CHARNIER Pierre

Par Maurice Moissonnier

Chef d’atelier de la soierie lyonnaise ; fondateur de la Société de surveillance et d’ indications mutuelles, organisme d’entraide professionnelle ; membre de l’état-major provisoire qui maintint l’ordre durant la révolte des canuts en 1831.

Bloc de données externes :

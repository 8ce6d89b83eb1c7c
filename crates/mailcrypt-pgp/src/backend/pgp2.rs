//! PGP 2.6.x adapter.
//!
//! The oldest dialect: one `pgp` binary, no machine status channel, all
//! classification scraped from English stderr phrases (`+language=en` is
//! forced so the phrases are stable). The passphrase travels over the
//! `PGPPASSFD=0` convention: first line of stdin, message after it.

use tracing::debug;

use crate::exec::{ToolCommand, ToolOutput};
use crate::status::Status;
use crate::{Error, Result};

use super::{KeyDescriptor, MessageState, ToolConfig};

/// Adapter for PGP 2.6.x (`pgp`).
#[derive(Debug)]
pub struct Pgp2Backend {
    program: String,
    config: ToolConfig,
    state: MessageState,
}

impl Pgp2Backend {
    pub(crate) fn new(program: String, config: ToolConfig) -> Self {
        Self {
            program,
            config,
            state: MessageState::default(),
        }
    }

    pub(crate) const fn state(&self) -> &MessageState {
        &self.state
    }

    pub(crate) const fn state_mut(&mut self) -> &mut MessageState {
        &mut self.state
    }

    fn base(&self) -> ToolCommand {
        ToolCommand::new(&self.program, self.config.timeout)
            .args(["+batchmode", "+language=en", "+verbose=0"])
    }

    /// Wires the passphrase as the first stdin line, the pgp 2 way.
    fn feed(cmd: ToolCommand, passphrase: Option<&str>, input: &str) -> ToolCommand {
        match passphrase {
            Some(pass) => cmd
                .env("PGPPASSFD", "0")
                .input(format!("{pass}\n{input}")),
            None => cmd.input(input.to_string()),
        }
    }

    async fn run_or_fail(&mut self, cmd: ToolCommand) -> Option<ToolOutput> {
        match cmd.run().await {
            Ok(out) => Some(out),
            Err(e) => {
                self.state.status = Status::run_failed();
                self.state.note(&format!("error running pgp: {e}"));
                None
            }
        }
    }

    pub(crate) async fn decrypt(&mut self, passphrase: Option<&str>) -> Status {
        let cmd = Self::feed(self.base().arg("-f"), passphrase, &self.state.input.clone());
        let Some(out) = self.run_or_fail(cmd).await else {
            return self.state.status;
        };
        self.classify_decrypt(&out)
    }

    fn classify_decrypt(&mut self, out: &ToolOutput) -> Status {
        let mut status = Status::OK;
        let stderr = out.stderr_text();

        for line in stderr.lines() {
            if line.contains("Bad pass phrase") {
                status.bad_phrase = true;
                status.error = true;
            } else if line.contains("You do not have the secret key") {
                status.no_sec_key = true;
                status.error = true;
                self.state.note(line.trim());
            } else if let Some(rest) = line.split("Good signature from user").nth(1) {
                self.state.signed = true;
                self.state.sig_good = true;
                self.state.signed_by = Some(unquote(rest));
            } else if line.contains("Bad signature") {
                self.state.signed = true;
                self.state.sig_good = false;
                self.state.note("Warning: the signature is bad.");
            } else if line.contains("Key matching expected Key ID") {
                self.state.signed = true;
                self.state.sig_good = false;
                self.state.signed_by_key = line
                    .split("Key ID ")
                    .nth(1)
                    .and_then(|rest| rest.split_whitespace().next())
                    .map(str::to_string);
                self.state
                    .note("The signature could not be checked (unknown key).");
            } else if line.contains("ERROR") || line.contains("WARNING") {
                self.state.note(line.trim());
            }
        }

        if !out.success && status == Status::OK {
            status.error = true;
            if self.state.diagnostics.is_empty() {
                self.state.note(stderr.trim());
            }
        }
        if status.is_ok() {
            self.state.output = out.stdout_text();
        }
        debug!(?status, "pgp2 decrypt classified");
        self.state.status = status;
        status
    }

    pub(crate) async fn encrypt(
        &mut self,
        recipients: &[String],
        passphrase: Option<&str>,
        ignore_untrusted: bool,
    ) -> Status {
        if recipients.is_empty() {
            return match passphrase {
                Some(pass) => self.sign(pass).await,
                None => Status::OK,
            };
        }

        let mut cmd = self.base().arg("-f");
        cmd = if passphrase.is_some() {
            cmd.arg("-sea")
        } else {
            cmd.arg("-ea")
        };
        if ignore_untrusted {
            cmd = cmd.arg("+force");
        }
        if !self.config.user.is_empty() && passphrase.is_some() {
            cmd = cmd.arg("-u").arg(&self.config.user);
        }
        for recipient in recipients {
            cmd = cmd.arg(recipient);
        }
        if self.config.encrypt_to_self && !self.config.user.is_empty() {
            cmd = cmd.arg(&self.config.user);
        }
        let cmd = Self::feed(cmd, passphrase, &self.state.input.clone());

        let Some(out) = self.run_or_fail(cmd).await else {
            return self.state.status;
        };
        self.classify_encrypt(&out, passphrase.is_some())
    }

    fn classify_encrypt(&mut self, out: &ToolOutput, signing: bool) -> Status {
        let mut status = Status::OK;
        let stderr = out.stderr_text();

        for line in stderr.lines() {
            if line.contains("not found") && line.contains("Key matching userid") {
                status.missing_key = true;
                status.error = true;
                self.state.note(line.trim());
            } else if line.contains("not certified with a trusted signature")
                || line.contains("not trusted")
            {
                status.bad_keys = true;
                status.error = true;
                self.state.note(line.trim());
            } else if line.contains("Bad pass phrase") {
                status.bad_phrase = true;
                status.error = true;
                if signing {
                    status.err_signing = true;
                }
            } else if line.contains("ERROR") || line.contains("WARNING") {
                self.state.note(line.trim());
            }
        }

        if !out.success && status == Status::OK {
            status.error = true;
            if self.state.diagnostics.is_empty() {
                self.state.note(stderr.trim());
            }
        }
        if status.is_ok() {
            self.state.output = out.stdout_text();
        }
        debug!(?status, signing, "pgp2 encrypt classified");
        self.state.status = status;
        status
    }

    pub(crate) async fn sign(&mut self, passphrase: &str) -> Status {
        let mut cmd = self.base().args(["-sta", "+clearsig=on", "-f"]);
        if !self.config.user.is_empty() {
            cmd = cmd.arg("-u").arg(&self.config.user);
        }
        let cmd = Self::feed(cmd, Some(passphrase), &self.state.input.clone());

        let Some(out) = self.run_or_fail(cmd).await else {
            return self.state.status;
        };
        let mut status = self.classify_encrypt(&out, true);
        if status.error {
            status.err_signing = true;
            self.state.status = status;
        }
        status
    }

    pub(crate) async fn sign_key(&mut self, key_id: &str, passphrase: &str) -> Status {
        let cmd = Self::feed(
            self.base().arg("-ks").arg(key_id),
            Some(passphrase),
            "",
        );
        let Some(out) = self.run_or_fail(cmd).await else {
            return self.state.status;
        };
        self.classify_encrypt(&out, true)
    }

    pub(crate) async fn pub_keys(&self) -> Result<Vec<KeyDescriptor>> {
        let out = self.base().arg("-kv").run().await?;
        if !out.success {
            return Err(Error::KeyListing {
                tool: self.program.clone(),
                detail: out.stderr_text().lines().next().unwrap_or("").to_string(),
            });
        }
        Ok(parse_listing(&out.stdout_text()))
    }

    pub(crate) async fn public_key_armored(&self, identity: &str) -> Result<String> {
        let out = self.base().arg("-kxaf").arg(identity).run().await?;
        Ok(out.stdout_text())
    }
}

/// Parses the `pgp -kv` table:
/// `pub  1024/AB12CD34 1997/01/01 Bob Example <bob@x.com>`.
fn parse_listing(listing: &str) -> Vec<KeyDescriptor> {
    let mut keys = Vec::new();
    for line in listing.lines() {
        let mut parts = line.split_whitespace();
        if parts.next() != Some("pub") {
            continue;
        }
        let Some(id) = parts.next().and_then(|bits_id| bits_id.split('/').nth(1)) else {
            continue;
        };
        let _date = parts.next();
        let uid = parts.collect::<Vec<_>>().join(" ");
        if !uid.is_empty() {
            keys.push(KeyDescriptor::new(format!("{id} {uid}")));
        }
    }
    keys
}

/// Strips surrounding quotes, punctuation and whitespace from a scraped
/// user id.
fn unquote(raw: &str) -> String {
    raw.trim().trim_matches(|c| c == '"' || c == '.').to_string()
}

#[cfg(test)]
#[allow(
    clippy::unwrap_used,
    clippy::redundant_clone,
    clippy::manual_string_new,
    clippy::needless_collect,
    clippy::unreadable_literal,
    clippy::used_underscore_items,
    clippy::similar_names
)]
mod tests {
    use super::*;

    fn backend() -> Pgp2Backend {
        Pgp2Backend::new("pgp".to_string(), ToolConfig::default())
    }

    fn fake_output(success: bool, stdout: &str, stderr: &str) -> ToolOutput {
        ToolOutput {
            success,
            code: Some(i32::from(!success)),
            stdout: stdout.as_bytes().to_vec(),
            stderr: stderr.as_bytes().to_vec(),
        }
    }

    #[test]
    fn bad_passphrase_phrase_is_detected() {
        let mut b = backend();
        let out = fake_output(false, "", "Error:  Bad pass phrase.\n");
        let status = b.classify_decrypt(&out);
        assert!(status.bad_phrase);
        assert!(status.error);
    }

    #[test]
    fn good_signature_scrapes_quoted_user() {
        let mut b = backend();
        let out = fake_output(
            true,
            "plain\n",
            "Good signature from user \"Alice Example <alice@x.com>\".\n",
        );
        let status = b.classify_decrypt(&out);
        assert!(status.is_ok());
        assert!(b.state().sig_good);
        assert_eq!(
            b.state().signed_by.as_deref(),
            Some("Alice Example <alice@x.com>")
        );
    }

    #[test]
    fn missing_recipient_key() {
        let mut b = backend();
        let out = fake_output(
            false,
            "",
            "Key matching userid 'carol@x.com' not found in file '/home/u/.pgp/pubring.pgp'.\n",
        );
        let status = b.classify_encrypt(&out, false);
        assert!(status.missing_key);
        assert!(!status.bad_keys);
    }

    #[test]
    fn untrusted_key_is_bad_keys() {
        let mut b = backend();
        let out = fake_output(
            false,
            "",
            "WARNING:  Because this public key is not certified with a trusted signature,\nit is not known with high confidence that this public key actually belongs to bob.\n",
        );
        let status = b.classify_encrypt(&out, false);
        assert!(status.bad_keys);
    }

    #[test]
    fn listing_parses_key_lines() {
        let listing = "Type bits/keyID    Date       User ID\npub  1024/AB12CD34 1997/01/01 Bob Example <bob@x.com>\npub   768/EF56AB78 1996/11/03 Carol <carol@y.org>\n2 matching keys found.\n";
        let keys = parse_listing(listing);
        assert_eq!(keys.len(), 2);
        assert_eq!(keys[0].key_id(), "AB12CD34");
        assert!(keys[1].as_str().contains("carol@y.org"));
    }
}
//! Interaction contracts between the session and the host application.
//!
//! The session never renders dialogs. Whenever a flow needs a human
//! decision it suspends on one of these methods and the host answers
//! however it likes (dialog, TUI, scripted policy). Cancelling a prompt
//! behaves exactly like choosing the abort option.

use mailcrypt_pgp::KeyDescriptor;

use crate::passphrase::Passphrase;

/// Answer to a two-way continue/cancel question.
#[derive(Debug, Clone, Copy, PartialEq, Eq)]
pub enum Choice2 {
    /// Go ahead with the described action.
    Proceed,
    /// Abort the operation.
    Cancel,
}

/// Answer to a three-way retry/demote/cancel question.
#[derive(Debug, Clone, Copy, PartialEq, Eq)]
pub enum Choice3 {
    /// Try the failed step again (with a new passphrase or relaxed
    /// trust, depending on the question).
    Retry,
    /// Drop the failing aspect and continue (send unsigned, send
    /// unencrypted).
    Demote,
    /// Abort the operation.
    Cancel,
}

/// The session's window to the user.
///
/// Implementations are expected to block (asynchronously) until the
/// user answers; the session holds no other state while suspended.
pub trait Prompter: Send + Sync {
    /// Asks for the passphrase unlocking the secret key.
    ///
    /// `key_hint` names the key the operation needs (the key a message
    /// was encrypted for, or the signing identity); it may be empty.
    /// `None` means the user cancelled.
    fn request_passphrase(
        &self,
        key_hint: &str,
    ) -> impl Future<Output = Option<Passphrase>> + Send;

    /// Asks the user to pick one key for `recipient` out of several
    /// plausible candidates. `None` means the user cancelled.
    fn request_key_selection(
        &self,
        candidates: &[KeyDescriptor],
        recipient: &str,
    ) -> impl Future<Output = Option<KeyDescriptor>> + Send;

    /// Asks a yes/no question; `affirmative` labels the proceed button.
    fn request_continue(
        &self,
        text: &str,
        affirmative: &str,
    ) -> impl Future<Output = Choice2> + Send;

    /// Asks a three-way question for the encrypt/sign recovery ladder;
    /// `retry_label` and `demote_label` caption the non-abort options.
    fn request_retry_or_demote(
        &self,
        text: &str,
        retry_label: &str,
        demote_label: &str,
    ) -> impl Future<Output = Choice3> + Send;
}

Il vivait encore en 1844. Sous la Restauration, il se lia avec Pavy Joseph, député ultra-royaliste, et, soutenu par lui, fonda, en septembre 1827, la Société de surveillance et d’indications mutuelles destinée à organiser l’entraide chez les chefs d’atelier de la Croix-Rousse., et à protéger les maîtres-ouvriers, selon la dénomination traditionnelle dans la profession, aussi bien contre les exigences des maîtres fabricants, ou négociants, qui contrôlaient l’approvisionnement en matières premières et l’écoulement des produits fabriqués, que contre les malfaçons systématiques et les fraudes (« piquage d’once ») de leurs ouvriers. La société était subdivisée pittoresquement en lignes et rayons, avec une hiérarchie compliquée où le directeur (« l’œil ») contrôlait des « œils de rayon » et « œils de perdrix », assisté d’une « plume » (le secrétaire) et d’une « clef » (le trésorier).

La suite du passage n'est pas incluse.